Playing and working in the farms and forests of Southeastern Pennsylvania and the houses his father built, Joel Glanzberg was steeped early on in natural systems and people working and living in them. The rigors of a self directed education at St. John’s College honed his thinking and communication skills as well as the ability to work with groups of people. He has been a builder, farmer, teacher, writer, storyteller, naturalist, and permaculturist for over 30 years. HIs early work establishing the site and research behind “Flowering Tree Permaculture” is featured in both “Gaia’s Garden” and “Our Home” as well as Brad Lancaster’s “Rainwater Harvesting for Drylands and Beyond Vol.1” and “A People’s Ecology”, Greg Cajete ed.

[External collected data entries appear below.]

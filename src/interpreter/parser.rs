/// The parser type and its token-consumption primitives.
///
/// Contains the [`core::Parser`] struct, the program and standalone-expression
/// entry points, and label resolution.
pub mod core;

/// Statement parsing.
///
/// Implements the statement grammar: compound blocks, assignments, `OUTPUT`,
/// `INPUT`, `IF`, `WHILE`, `GOTO`, `LABEL` and the empty statement.
pub mod statement;

/// Binary expression parsing.
///
/// Handles the left-associative precedence levels (`+`/`-` above `*`/`/`) and
/// comparison chains.
pub mod binary;

/// Unary and primary expression parsing.
///
/// Handles prefix sign operators, literals, parenthesized groupings and
/// variable references.
pub mod unary;
use crate::{
    ast::UnaryOperator,
    error::RuntimeError,
    interpreter::{
        evaluator::core::{Context, EvalResult},
        value::Value,
    },
};

impl Context {
    /// Evaluates a unary operation on a value.
    ///
    /// Supported operators:
    /// - `Plus`: identity; the operand is returned unchanged.
    /// - `Minus`: arithmetic negation, overflow-checked for integers.
    ///
    /// # Parameters
    /// - `op`: Unary operator to apply.
    /// - `value`: Input value.
    /// - `line`: Line number for error reporting.
    ///
    /// # Returns
    /// The computed `Value` wrapped in `EvalResult`.
    ///
    /// # Example
    /// ```
    /// use basil::{
    ///     ast::UnaryOperator,
    ///     interpreter::{evaluator::core::Context, value::Value},
    /// };
    ///
    /// let negated = Context::eval_unary(UnaryOperator::Minus, &Value::Integer(5), 1).unwrap();
    /// assert_eq!(negated, Value::Integer(-5));
    ///
    /// let kept = Context::eval_unary(UnaryOperator::Plus, &Value::Real(2.5), 1).unwrap();
    /// assert_eq!(kept, Value::Real(2.5));
    /// ```
    pub fn eval_unary(op: UnaryOperator, value: &Value, line: usize) -> EvalResult<Value> {
        match op {
            UnaryOperator::Plus => Ok(value.clone()),
            UnaryOperator::Minus => match value {
                Value::Integer(n) => n.checked_neg()
                                      .map(Value::Integer)
                                      .ok_or(RuntimeError::Overflow { line }),
                Value::Real(r) => Ok(Value::Real(-r)),
            },
        }
    }
}
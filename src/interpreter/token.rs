/// A single lexeme of the language.
///
/// Literal variants carry their decoded payload; everything else is
/// identified by the variant alone.
#[derive(Debug, Clone, PartialEq)]
pub enum Token {
    Integer(i64),
    Real(f64),
    Str(String),
    Bool(bool),
    Identifier(String),

    Start,
    End,
    Let,
    Output,
    Input,
    If,
    Then,
    Endif,
    While,
    Do,
    Endwhile,
    Goto,
    Label,
    For,
    To,
    Next,
    Incr,
    Decr,

    Eq,
    EqEq,
    NotEq,
    Gt,
    GtEq,
    Lt,
    LtEq,
    Plus,
    Minus,
    Asterisk,
    Slash,
    LParen,
    RParen,
    Semi,
    Dot,

    Eof,
}

impl Token {
    /// Looks up a word in the keyword table.
    ///
    /// # Parameters
    /// - `text`: The word to look up. Keywords are case-sensitive.
    ///
    /// # Returns
    /// The keyword token, or [`None`] if the word is an ordinary identifier.
    /// `TRUE` and `FALSE` map to [`Token::Bool`].
    #[must_use]
    pub fn keyword(text: &str) -> Option<Self> {
        let token = match text {
            "START" => Self::Start,
            "END" => Self::End,
            "LET" => Self::Let,
            "OUTPUT" => Self::Output,
            "INPUT" => Self::Input,
            "IF" => Self::If,
            "THEN" => Self::Then,
            "ENDIF" => Self::Endif,
            "WHILE" => Self::While,
            "DO" => Self::Do,
            "ENDWHILE" => Self::Endwhile,
            "GOTO" => Self::Goto,
            "LABEL" => Self::Label,
            "FOR" => Self::For,
            "TO" => Self::To,
            "NEXT" => Self::Next,
            "INCR" => Self::Incr,
            "DECR" => Self::Decr,
            "TRUE" => Self::Bool(true),
            "FALSE" => Self::Bool(false),
            _ => return None,
        };

        Some(token)
    }

    /// The uppercase kind label used in diagnostics.
    ///
    /// Both number variants report `NUMBER`; payloads are ignored.
    #[must_use]
    pub const fn kind_name(&self) -> &'static str {
        match self {
            Self::Integer(_) | Self::Real(_) => "NUMBER",
            Self::Str(_) => "STRING",
            Self::Bool(_) => "BOOLEAN",
            Self::Identifier(_) => "IDENT",

            Self::Start => "START",
            Self::End => "END",
            Self::Let => "LET",
            Self::Output => "OUTPUT",
            Self::Input => "INPUT",
            Self::If => "IF",
            Self::Then => "THEN",
            Self::Endif => "ENDIF",
            Self::While => "WHILE",
            Self::Do => "DO",
            Self::Endwhile => "ENDWHILE",
            Self::Goto => "GOTO",
            Self::Label => "LABEL",
            Self::For => "FOR",
            Self::To => "TO",
            Self::Next => "NEXT",
            Self::Incr => "INCR",
            Self::Decr => "DECR",

            Self::Eq => "EQ",
            Self::EqEq => "EQEQ",
            Self::NotEq => "NOTEQ",
            Self::Gt => "GT",
            Self::GtEq => "GTEQ",
            Self::Lt => "LT",
            Self::LtEq => "LTEQ",
            Self::Plus => "PLUS",
            Self::Minus => "MINUS",
            Self::Asterisk => "ASTERISK",
            Self::Slash => "SLASH",
            Self::LParen => "LPAREN",
            Self::RParen => "RPAREN",
            Self::Semi => "SEMI",
            Self::Dot => "DOT",

            Self::Eof => "EOF",
        }
    }

    /// Checks whether two tokens are of the same kind, ignoring payloads.
    ///
    /// # Example
    /// ```
    /// use basil::interpreter::token::Token;
    ///
    /// assert!(Token::Integer(1).is_kind(&Token::Integer(2)));
    /// assert!(!Token::Integer(1).is_kind(&Token::Real(1.0)));
    /// ```
    #[must_use]
    pub fn is_kind(&self, other: &Self) -> bool {
        std::mem::discriminant(self) == std::mem::discriminant(other)
    }
}

impl std::fmt::Display for Token {
    fn fmt(&self, f: &mut std::fmt::Formatter<'_>) -> std::fmt::Result {
        match self {
            Self::Integer(value) => write!(f, "NUMBER({value})"),
            Self::Real(value) => write!(f, "NUMBER({value})"),
            Self::Str(text) => write!(f, "STRING({text:?})"),
            Self::Bool(value) => write!(f, "BOOLEAN({value})"),
            Self::Identifier(name) => write!(f, "IDENT({name})"),
            _ => write!(f, "{}", self.kind_name()),
        }
    }
}
use crate::{
    ast::{Expr, UnaryOperator},
    error::ParseError,
    interpreter::{
        parser::core::{ParseResult, Parser},
        token::Token,
    },
};

impl Parser {
    /// Parses a factor.
    ///
    /// Supports the prefix sign operators `+` and `-`, which are
    /// right-associative: `- - x` is parsed as `-(-x)`, one node per sign.
    ///
    /// Grammar:
    /// ```text
    ///     factor := ("+" | "-") factor
    ///             | NUMBER
    ///             | "(" expr ")"
    ///             | IDENT
    /// ```
    /// # Returns
    /// An [`Expr::UnaryOp`] or a primary expression.
    pub(crate) fn parse_factor(&mut self) -> ParseResult<Expr> {
        let op = match self.cur.0 {
            Token::Plus => UnaryOperator::Plus,
            Token::Minus => UnaryOperator::Minus,
            _ => return self.parse_primary(),
        };

        let line = self.cur.1;
        self.advance()?;
        let expr = self.parse_factor()?;

        Ok(Expr::UnaryOp { op,
                           expr: Box::new(expr),
                           line })
    }

    /// Parses a primary (atomic) expression.
    ///
    /// Primary expressions are number literals, parenthesized expressions
    /// and variable references. A variable must have been introduced by an
    /// earlier `LET`, `INPUT` or assignment before it can be read.
    ///
    /// # Returns
    /// The parsed primary [`Expr`].
    ///
    /// # Errors
    /// - [`ParseError::UndeclaredVariable`] for an identifier no statement
    ///   has introduced yet.
    /// - [`ParseError::ExpectedExpression`] for any other token.
    fn parse_primary(&mut self) -> ParseResult<Expr> {
        let (token, line) = (self.cur.0.clone(), self.cur.1);

        match token {
            Token::Integer(n) => {
                self.advance()?;
                Ok(Expr::Literal { value: n.into(),
                                   line })
            },
            Token::Real(r) => {
                self.advance()?;
                Ok(Expr::Literal { value: r.into(),
                                   line })
            },
            Token::LParen => self.parse_grouping(),
            Token::Identifier(name) => {
                if !self.declared_variables.contains(&name) {
                    return Err(ParseError::UndeclaredVariable { name, line });
                }

                self.advance()?;
                Ok(Expr::Variable { name, line })
            },
            _ => Err(ParseError::ExpectedExpression { found: token.to_string(),
                                                      line }),
        }
    }

    /// Parses a parenthesized expression.
    ///
    /// Grammar: `grouping := "(" expr ")"`
    ///
    /// # Returns
    /// The inner expression as-is (no wrapper node).
    fn parse_grouping(&mut self) -> ParseResult<Expr> {
        self.expect(&Token::LParen)?;
        let expr = self.parse_expression()?;
        self.expect(&Token::RParen)?;

        Ok(expr)
    }
}
use std::fs;

use basil::run_program;
use clap::Parser;
use tracing::Level;

/// basil is a small BASIC-flavoured imperative language with integer and
/// real arithmetic.
#[derive(Parser, Debug)]
#[command(version, about, long_about = None)]
struct Args {
    /// Tells basil to look at a file instead of a script.
    #[arg(short, long)]
    file: bool,

    /// Prints lexer, parser and evaluator tracing while the script runs.
    #[arg(short, long)]
    verbose: bool,

    contents: String,
}

fn main() {
    let args = Args::parse();

    let level = if args.verbose { Level::TRACE } else { Level::WARN };
    tracing_subscriber::fmt().with_target(false)
                             .with_max_level(level)
                             .init();

    let script = if args.file {
        fs::read_to_string(&args.contents).unwrap_or_else(|_| {
            eprintln!("Failed to read the input file '{}'. Perhaps this file does not exist?",
                      &args.contents);
            std::process::exit(1);
        })
    } else {
        args.contents
    };

    match run_program(&script) {
        Ok(context) => {
            for line in &context.outputs {
                println!("{line}");
            }
        },
        Err(e) => {
            eprintln!("{e}");
            std::process::exit(1);
        },
    }
}
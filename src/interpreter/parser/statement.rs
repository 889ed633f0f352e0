use tracing::trace;

use crate::{
    ast::{OutputContent, Statement},
    error::ParseError,
    interpreter::{
        parser::core::{ParseResult, Parser},
        token::Token,
    },
};

impl Parser {
    /// Parses a compound block.
    ///
    /// Grammar: `compound := START statement_list END`
    ///
    /// # Returns
    /// A [`Statement::Compound`] holding the block's statements in source
    /// order.
    pub(crate) fn parse_compound(&mut self) -> ParseResult<Statement> {
        let line = self.expect(&Token::Start)?;
        let statements = self.parse_statement_list()?;
        self.expect(&Token::End)?;

        Ok(Statement::Compound { statements, line })
    }

    /// Parses statements separated by `;`.
    ///
    /// Grammar: `statement_list := statement (SEMI statement)*`
    ///
    /// A trailing `;` is legal; the statement after it is simply empty.
    fn parse_statement_list(&mut self) -> ParseResult<Vec<Statement>> {
        let mut statements = vec![self.parse_statement()?];

        while self.cur.0.is_kind(&Token::Semi) {
            self.advance()?;
            statements.push(self.parse_statement()?);
        }

        Ok(statements)
    }

    /// Parses a single statement.
    ///
    /// A statement may be one of:
    /// - a nested `START ... END` block.
    /// - an assignment, with or without the `LET` keyword.
    /// - an `OUTPUT`, `INPUT`, `IF`, `WHILE`, `GOTO` or `LABEL` statement.
    /// - the empty statement, produced without consuming anything when the
    ///   statement position is immediately closed by `;`, `END`, `ENDIF`,
    ///   `ENDWHILE` or the end of input.
    ///
    /// Any other leading token is an invalid statement.
    ///
    /// # Returns
    /// A parsed [`Statement`] node.
    fn parse_statement(&mut self) -> ParseResult<Statement> {
        trace!(token = %self.cur.0, line = self.cur.1, "statement");

        match self.cur.0 {
            Token::Start => self.parse_compound(),
            Token::Let => self.parse_let(),
            Token::Identifier(_) => self.parse_assignment(),
            Token::Output => self.parse_output(),
            Token::Input => self.parse_input(),
            Token::If => self.parse_if(),
            Token::While => self.parse_while(),
            Token::Goto => self.parse_goto(),
            Token::Label => self.parse_label(),
            Token::Semi | Token::End | Token::Endif | Token::Endwhile | Token::Eof => {
                Ok(Statement::NoOp)
            },
            _ => Err(ParseError::InvalidStatement { found: self.cur.0.to_string(),
                                                    line:  self.cur.1, }),
        }
    }

    /// Parses a `LET` declaration.
    ///
    /// Grammar: `LET IDENT EQ expr`
    ///
    /// The name is introduced before the right-hand side is parsed, so
    /// `LET x = x + 1` is grammatically fine and only fails at run time if
    /// `x` has no value yet.
    fn parse_let(&mut self) -> ParseResult<Statement> {
        let line = self.expect(&Token::Let)?;
        let (name, _) = self.expect_identifier()?;
        self.expect(&Token::Eq)?;

        self.declared_variables.insert(name.clone());
        let value = self.parse_expression()?;

        Ok(Statement::Assignment { name, value, line })
    }

    /// Parses a bare assignment.
    ///
    /// Grammar: `IDENT EQ expr`
    ///
    /// Behaves exactly like the `LET` form; the keyword is optional.
    fn parse_assignment(&mut self) -> ParseResult<Statement> {
        let (name, line) = self.expect_identifier()?;
        self.expect(&Token::Eq)?;

        self.declared_variables.insert(name.clone());
        let value = self.parse_expression()?;

        Ok(Statement::Assignment { name, value, line })
    }

    /// Parses an `OUTPUT` statement.
    ///
    /// Grammar: `OUTPUT (STRING | expr)`
    fn parse_output(&mut self) -> ParseResult<Statement> {
        let line = self.expect(&Token::Output)?;

        let content = if let (Token::Str(text), _) = &self.cur {
            let text = text.clone();
            self.advance()?;
            OutputContent::Text(text)
        } else {
            OutputContent::Expression(self.parse_expression()?)
        };

        Ok(Statement::Output { content, line })
    }

    /// Parses an `INPUT` statement.
    ///
    /// Grammar: `INPUT IDENT`
    ///
    /// The named variable counts as declared from here on, even though the
    /// statement itself cannot be executed.
    fn parse_input(&mut self) -> ParseResult<Statement> {
        let line = self.expect(&Token::Input)?;
        let (name, _) = self.expect_identifier()?;

        self.declared_variables.insert(name.clone());

        Ok(Statement::Input { name, line })
    }

    /// Parses an `IF` block.
    ///
    /// Grammar: `IF comparison THEN statement_list ENDIF`
    fn parse_if(&mut self) -> ParseResult<Statement> {
        let line = self.expect(&Token::If)?;
        let condition = self.parse_comparison()?;
        self.expect(&Token::Then)?;

        let body = self.parse_statement_list()?;
        self.expect(&Token::Endif)?;

        Ok(Statement::If { condition, body, line })
    }

    /// Parses a `WHILE` block.
    ///
    /// Grammar: `WHILE comparison DO statement_list ENDWHILE`
    fn parse_while(&mut self) -> ParseResult<Statement> {
        let line = self.expect(&Token::While)?;
        let condition = self.parse_comparison()?;
        self.expect(&Token::Do)?;

        let body = self.parse_statement_list()?;
        self.expect(&Token::Endwhile)?;

        Ok(Statement::While { condition, body, line })
    }

    /// Parses a `GOTO` statement.
    ///
    /// Grammar: `GOTO IDENT`
    ///
    /// The target is recorded for resolution after the whole program has
    /// been parsed, so jumping forward to a label declared later is legal.
    fn parse_goto(&mut self) -> ParseResult<Statement> {
        let line = self.expect(&Token::Goto)?;
        let (label, _) = self.expect_identifier()?;

        self.referenced_labels.push((label.clone(), line));

        Ok(Statement::Goto { label, line })
    }

    /// Parses a `LABEL` declaration.
    ///
    /// Grammar: `LABEL IDENT`
    ///
    /// # Errors
    /// Returns [`ParseError::DuplicateLabel`] if the name was already
    /// declared.
    fn parse_label(&mut self) -> ParseResult<Statement> {
        let line = self.expect(&Token::Label)?;
        let (name, _) = self.expect_identifier()?;

        if !self.declared_labels.insert(name.clone()) {
            return Err(ParseError::DuplicateLabel { name, line });
        }

        Ok(Statement::Label { name, line })
    }
}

Joel is a founding Partner of Regenesis Collaborative, which came together as an integration between permaculture and Living Systems Thinking technologies. Its founding was a response to the realization that so many of the blocks to implementing Living Systems Design work were not physical, but in people’s understanding and thinking. Joel’s work with the Tracking Project provides another approach to understanding and working with patterns and the natural world, as well as techniques for accessing the minds required. Integrating these three ways of looking, thinking, and working has been the focus of Joel’s work over the last 10 years. The result is the unique approach he calls Pattern Mind. Joel has found that Pattern Based Design requires us to shift our minds to a pattern way of thinking and seeing. Tracking and Living Systems Thinking provide the “mind” needed to see, think, and work in pattens. The triangulation provided by these three perspectives has become his passion. The holistic experience of understanding natural patterns viscerally as well as intellectually and intuitively helps to integrate them into our lives and work in an even more powerful way. He is the author of the forthcoming book, “Pattern Mind”.